(Saved data entries)

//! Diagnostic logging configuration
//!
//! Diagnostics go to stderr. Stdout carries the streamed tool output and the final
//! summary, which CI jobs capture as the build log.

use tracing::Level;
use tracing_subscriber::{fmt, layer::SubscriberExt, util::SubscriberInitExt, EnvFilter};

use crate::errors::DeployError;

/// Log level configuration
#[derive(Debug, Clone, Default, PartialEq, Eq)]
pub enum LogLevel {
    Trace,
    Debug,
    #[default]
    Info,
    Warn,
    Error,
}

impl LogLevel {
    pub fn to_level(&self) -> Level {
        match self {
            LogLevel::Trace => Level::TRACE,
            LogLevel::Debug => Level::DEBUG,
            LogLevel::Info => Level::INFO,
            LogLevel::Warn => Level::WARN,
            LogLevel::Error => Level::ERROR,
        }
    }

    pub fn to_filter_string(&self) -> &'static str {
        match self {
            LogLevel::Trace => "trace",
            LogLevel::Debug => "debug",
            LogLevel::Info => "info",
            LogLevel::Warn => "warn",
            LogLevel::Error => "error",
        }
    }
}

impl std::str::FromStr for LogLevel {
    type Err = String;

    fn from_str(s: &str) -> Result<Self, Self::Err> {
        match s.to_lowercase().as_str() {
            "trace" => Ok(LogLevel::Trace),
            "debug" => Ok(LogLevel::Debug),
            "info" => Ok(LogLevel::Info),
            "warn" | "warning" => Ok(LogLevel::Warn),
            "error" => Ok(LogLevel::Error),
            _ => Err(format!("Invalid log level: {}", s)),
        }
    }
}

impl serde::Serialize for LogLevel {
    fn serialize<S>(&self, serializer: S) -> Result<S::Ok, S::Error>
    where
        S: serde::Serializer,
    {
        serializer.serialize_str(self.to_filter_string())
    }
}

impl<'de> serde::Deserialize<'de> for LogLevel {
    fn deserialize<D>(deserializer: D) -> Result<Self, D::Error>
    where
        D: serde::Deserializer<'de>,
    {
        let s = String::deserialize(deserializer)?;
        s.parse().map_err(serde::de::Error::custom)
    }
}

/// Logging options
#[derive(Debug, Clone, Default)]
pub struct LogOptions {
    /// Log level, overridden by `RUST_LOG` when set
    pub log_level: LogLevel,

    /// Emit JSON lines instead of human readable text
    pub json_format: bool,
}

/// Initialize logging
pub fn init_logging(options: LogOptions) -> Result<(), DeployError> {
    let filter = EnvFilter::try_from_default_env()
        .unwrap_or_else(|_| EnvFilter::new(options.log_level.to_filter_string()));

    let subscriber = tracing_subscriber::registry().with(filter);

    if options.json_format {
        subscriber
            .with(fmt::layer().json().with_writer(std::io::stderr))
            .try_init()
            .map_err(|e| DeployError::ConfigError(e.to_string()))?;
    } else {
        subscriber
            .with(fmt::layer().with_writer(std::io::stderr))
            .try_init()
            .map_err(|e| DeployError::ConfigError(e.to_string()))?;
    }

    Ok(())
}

WHAT THE EXERCISE ASKS
Each record must be repeated exactly as it appears above.

WRITTEN SOLUTION
//! Diagnostic logging configuration
//!
//! Diagnostics go to stderr. Stdout carries the streamed tool output and the final
//! summary, which CI jobs capture as the build log.

use tracing::Level;
use tracing_subscriber::{fmt, layer::SubscriberExt, util::SubscriberInitExt, EnvFilter};

use crate::errors::DeployError;

/// Log level configuration
#[derive(Debug, Clone, Default, PartialEq, Eq)]
pub enum LogLevel {
    Trace,
    Debug,
    #[default]
    Info,
    Warn,
    Error,
}

impl LogLevel {
    pub fn to_level(&self) -> Level {
        match self {
            LogLevel::Trace => Level::TRACE,
            LogLevel::Debug => Level::DEBUG,
            LogLevel::Info => Level::INFO,
            LogLevel::Warn => Level::WARN,
            LogLevel::Error => Level::ERROR,
        }
    }

    pub fn to_filter_string(&self) -> &'static str {
        match self {
            LogLevel::Trace => "trace",
            LogLevel::Debug => "debug",
            LogLevel::Info => "info",
            LogLevel::Warn => "warn",
            LogLevel::Error => "error",
        }
    }
}

impl std::str::FromStr for LogLevel {
    type Err = String;

    fn from_str(s: &str) -> Result<Self, Self::Err> {
        match s.to_lowercase().as_str() {
            "trace" => Ok(LogLevel::Trace),
            "debug" => Ok(LogLevel::Debug),
            "info" => Ok(LogLevel::Info),
            "warn" | "warning" => Ok(LogLevel::Warn),
            "error" => Ok(LogLevel::Error),
            _ => Err(format!("Invalid log level: {}", s)),
        }
    }
}

impl serde::Serialize for LogLevel {
    fn serialize<S>(&self, serializer: S) -> Result<S::Ok, S::Error>
    where
        S: serde::Serializer,
    {
        serializer.serialize_str(self.to_filter_string())
    }
}

impl<'de> serde::Deserialize<'de> for LogLevel {
    fn deserialize<D>(deserializer: D) -> Result<Self, D::Error>
    where
        D: serde::Deserializer<'de>,
    {
        let s = String::deserialize(deserializer)?;
        s.parse().map_err(serde::de::Error::custom)
    }
}

/// Logging options
#[derive(Debug, Clone, Default)]
pub struct LogOptions {
    /// Log level, overridden by `RUST_LOG` when set
    pub log_level: LogLevel,

    /// Emit JSON lines instead of human readable text
    pub json_format: bool,
}

/// Initialize logging
pub fn init_logging(options: LogOptions) -> Result<(), DeployError> {
    let filter = EnvFilter::try_from_default_env()
        .unwrap_or_else(|_| EnvFilter::new(options.log_level.to_filter_string()));

    let subscriber = tracing_subscriber::registry().with(filter);

    if options.json_format {
        subscriber
            .with(fmt::layer().json().with_writer(std::io::stderr))
            .try_init()
            .map_err(|e| DeployError::ConfigError(e.to_string()))?;
    } else {
        subscriber
            .with(fmt::layer().with_writer(std::io::stderr))
            .try_init()
            .map_err(|e| DeployError::ConfigError(e.to_string()))?;
    }

    Ok(())
}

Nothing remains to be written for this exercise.